[Opening THE DATA section]
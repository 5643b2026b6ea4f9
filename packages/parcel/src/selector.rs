//! Main-parcel selection.
//!
//! Boundary data often returns several overlapping or adjacent candidates
//! for one address. The selector prefers geometric certainty over the
//! upstream ordering, first match wins:
//!
//! 1. no focus point: the first candidate,
//! 2. the first candidate whose outer ring strictly contains the focus,
//! 3. the first candidate whose outer ring is within tolerance of it,
//! 4. the candidate whose ring vertex centroid is nearest (great-circle).
//!
//! With a focus point, candidates without a ring are never main; if none
//! has a ring the result is empty.
//!
//! Linear scans only; candidate counts are small. A strict-containment hit
//! short-circuits even if the focus is also near another candidate's edge.

use lot_measure_geometry::{
    DEFAULT_EDGE_TOLERANCE_RAD, GeoOps, GeometryOps, flatten, flatten_feature, ring_centroid,
};
use lot_measure_parcel_models::{
    LatLng, ParcelFeature, RenderedParcel, Ring, SelectionResult, SelectionTier,
};

/// Tiered main-parcel selector.
#[derive(Debug, Clone)]
pub struct Selector<O = GeoOps> {
    ops: O,
    edge_tolerance_rad: f64,
}

impl Default for Selector<GeoOps> {
    fn default() -> Self {
        Self::new(GeoOps)
    }
}

impl<O: GeometryOps> Selector<O> {
    /// Creates a selector with the default ~12 m edge tolerance.
    #[must_use]
    pub const fn new(ops: O) -> Self {
        Self {
            ops,
            edge_tolerance_rad: DEFAULT_EDGE_TOLERANCE_RAD,
        }
    }

    /// Overrides the boundary tolerance (radians of arc).
    #[must_use]
    pub const fn with_edge_tolerance(mut self, tolerance_rad: f64) -> Self {
        self.edge_tolerance_rad = tolerance_rad;
        self
    }

    /// The geometry backend.
    pub const fn ops(&self) -> &O {
        &self.ops
    }

    /// Orders `features` with the main parcel first.
    ///
    /// An empty input gives an empty result, as does a focus with no
    /// candidate that has a ring. The remaining candidates keep their
    /// relative input order.
    #[must_use]
    pub fn select(&self, features: &[ParcelFeature], focus: Option<LatLng>) -> SelectionResult {
        if features.is_empty() {
            return SelectionResult::empty();
        }

        let picked = match focus {
            None => Some((0, SelectionTier::Default)),
            Some(focus) => {
                let outer: Vec<Option<Ring>> = features.iter().map(outer_ring).collect();
                self.pick(&outer, focus)
            }
        };

        let Some((main, tier)) = picked else {
            log::debug!("None of {} candidate(s) has a ring", features.len());
            return SelectionResult::empty();
        };

        log::debug!(
            "Selected candidate {main} of {} as main parcel ({tier:?})",
            features.len()
        );

        let order = std::iter::once(main)
            .chain((0..features.len()).filter(|&i| i != main))
            .collect();

        SelectionResult {
            order,
            tier: Some(tier),
        }
    }

    fn pick(&self, outer: &[Option<Ring>], focus: LatLng) -> Option<(usize, SelectionTier)> {
        let rings = || {
            outer
                .iter()
                .enumerate()
                .filter_map(|(i, ring)| ring.as_deref().map(|r| (i, r)))
        };

        if let Some((i, _)) = rings().find(|(_, r)| self.ops.contains_point(r, focus)) {
            return Some((i, SelectionTier::Interior));
        }

        if let Some((i, _)) =
            rings().find(|(_, r)| self.ops.is_on_edge(r, focus, self.edge_tolerance_rad))
        {
            return Some((i, SelectionTier::Boundary));
        }

        let mut best: Option<(usize, f64)> = None;
        for (i, ring) in rings() {
            let Some(centroid) = ring_centroid(ring) else {
                continue;
            };
            let d = self.ops.distance(centroid, focus);
            if best.is_none_or(|(_, best_distance)| d < best_distance) {
                best = Some((i, d));
            }
        }
        best.map(|(i, _)| (i, SelectionTier::Nearest))
    }
}

/// Selects with the default [`GeoOps`] backend and tolerance.
#[must_use]
pub fn select(features: &[ParcelFeature], focus: Option<LatLng>) -> SelectionResult {
    Selector::new(GeoOps).select(features, focus)
}

/// Turns a selection into drawable parcels, main first.
#[must_use]
pub fn render(features: &[ParcelFeature], selection: &SelectionResult) -> Vec<RenderedParcel> {
    selection
        .order
        .iter()
        .enumerate()
        .filter_map(|(pos, &index)| {
            let feature = features.get(index)?;
            Some(RenderedParcel {
                index,
                geometry: feature.geometry.clone(),
                rings: flatten_feature(feature),
                is_main: pos == 0,
            })
        })
        .collect()
}

/// First flattened ring of the feature, if it has any points.
fn outer_ring(feature: &ParcelFeature) -> Option<Ring> {
    feature
        .geometry
        .as_ref()
        .and_then(|g| flatten(g).into_iter().next())
        .filter(|r| !r.is_empty())
}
[Closing THE DATA section]
- _WHAT THIS TASK INVOLVES_
Copy each line of the material exactly as written.

- _ANSWER TO THE EXERCISE_
repository 5643b2026b6ea4f9
filename packages/parcel/src/selector.rs
//! Main-parcel selection.
//!
//! Boundary data often returns several overlapping or adjacent candidates
//! for one address. The selector prefers geometric certainty over the
//! upstream ordering, first match wins:
//!
//! 1. no focus point: the first candidate,
//! 2. the first candidate whose outer ring strictly contains the focus,
//! 3. the first candidate whose outer ring is within tolerance of it,
//! 4. the candidate whose ring vertex centroid is nearest (great-circle).
//!
//! With a focus point, candidates without a ring are never main; if none
//! has a ring the result is empty.
//!
//! Linear scans only; candidate counts are small. A strict-containment hit
//! short-circuits even if the focus is also near another candidate's edge.

use lot_measure_geometry::{
    DEFAULT_EDGE_TOLERANCE_RAD, GeoOps, GeometryOps, flatten, flatten_feature, ring_centroid,
};
use lot_measure_parcel_models::{
    LatLng, ParcelFeature, RenderedParcel, Ring, SelectionResult, SelectionTier,
};

/// Tiered main-parcel selector.
#[derive(Debug, Clone)]
pub struct Selector<O = GeoOps> {
    ops: O,
    edge_tolerance_rad: f64,
}

impl Default for Selector<GeoOps> {
    fn default() -> Self {
        Self::new(GeoOps)
    }
}

impl<O: GeometryOps> Selector<O> {
    /// Creates a selector with the default ~12 m edge tolerance.
    #[must_use]
    pub const fn new(ops: O) -> Self {
        Self {
            ops,
            edge_tolerance_rad: DEFAULT_EDGE_TOLERANCE_RAD,
        }
    }

    /// Overrides the boundary tolerance (radians of arc).
    #[must_use]
    pub const fn with_edge_tolerance(mut self, tolerance_rad: f64) -> Self {
        self.edge_tolerance_rad = tolerance_rad;
        self
    }

    /// The geometry backend.
    pub const fn ops(&self) -> &O {
        &self.ops
    }

    /// Orders `features` with the main parcel first.
    ///
    /// An empty input gives an empty result, as does a focus with no
    /// candidate that has a ring. The remaining candidates keep their
    /// relative input order.
    #[must_use]
    pub fn select(&self, features: &[ParcelFeature], focus: Option<LatLng>) -> SelectionResult {
        if features.is_empty() {
            return SelectionResult::empty();
        }

        let picked = match focus {
            None => Some((0, SelectionTier::Default)),
            Some(focus) => {
                let outer: Vec<Option<Ring>> = features.iter().map(outer_ring).collect();
                self.pick(&outer, focus)
            }
        };

        let Some((main, tier)) = picked else {
            log::debug!("None of {} candidate(s) has a ring", features.len());
            return SelectionResult::empty();
        };

        log::debug!(
            "Selected candidate {main} of {} as main parcel ({tier:?})",
            features.len()
        );

        let order = std::iter::once(main)
            .chain((0..features.len()).filter(|&i| i != main))
            .collect();

        SelectionResult {
            order,
            tier: Some(tier),
        }
    }

    fn pick(&self, outer: &[Option<Ring>], focus: LatLng) -> Option<(usize, SelectionTier)> {
        let rings = || {
            outer
                .iter()
                .enumerate()
                .filter_map(|(i, ring)| ring.as_deref().map(|r| (i, r)))
        };

        if let Some((i, _)) = rings().find(|(_, r)| self.ops.contains_point(r, focus)) {
            return Some((i, SelectionTier::Interior));
        }

        if let Some((i, _)) =
            rings().find(|(_, r)| self.ops.is_on_edge(r, focus, self.edge_tolerance_rad))
        {
            return Some((i, SelectionTier::Boundary));
        }

        let mut best: Option<(usize, f64)> = None;
        for (i, ring) in rings() {
            let Some(centroid) = ring_centroid(ring) else {
                continue;
            };
            let d = self.ops.distance(centroid, focus);
            if best.is_none_or(|(_, best_distance)| d < best_distance) {
                best = Some((i, d));
            }
        }
        best.map(|(i, _)| (i, SelectionTier::Nearest))
    }
}

/// Selects with the default [`GeoOps`] backend and tolerance.
#[must_use]
pub fn select(features: &[ParcelFeature], focus: Option<LatLng>) -> SelectionResult {
    Selector::new(GeoOps).select(features, focus)
}

/// Turns a selection into drawable parcels, main first.
#[must_use]
pub fn render(features: &[ParcelFeature], selection: &SelectionResult) -> Vec<RenderedParcel> {
    selection
        .order
        .iter()
        .enumerate()
        .filter_map(|(pos, &index)| {
            let feature = features.get(index)?;
            Some(RenderedParcel {
                index,
                geometry: feature.geometry.clone(),
                rings: flatten_feature(feature),
                is_main: pos == 0,
            })
        })
        .collect()
}

/// First flattened ring of the feature, if it has any points.
fn outer_ring(feature: &ParcelFeature) -> Option<Ring> {
    feature
        .geometry
        .as_ref()
        .and_then(|g| flatten(g).into_iter().next())
        .filter(|r| !r.is_empty())
}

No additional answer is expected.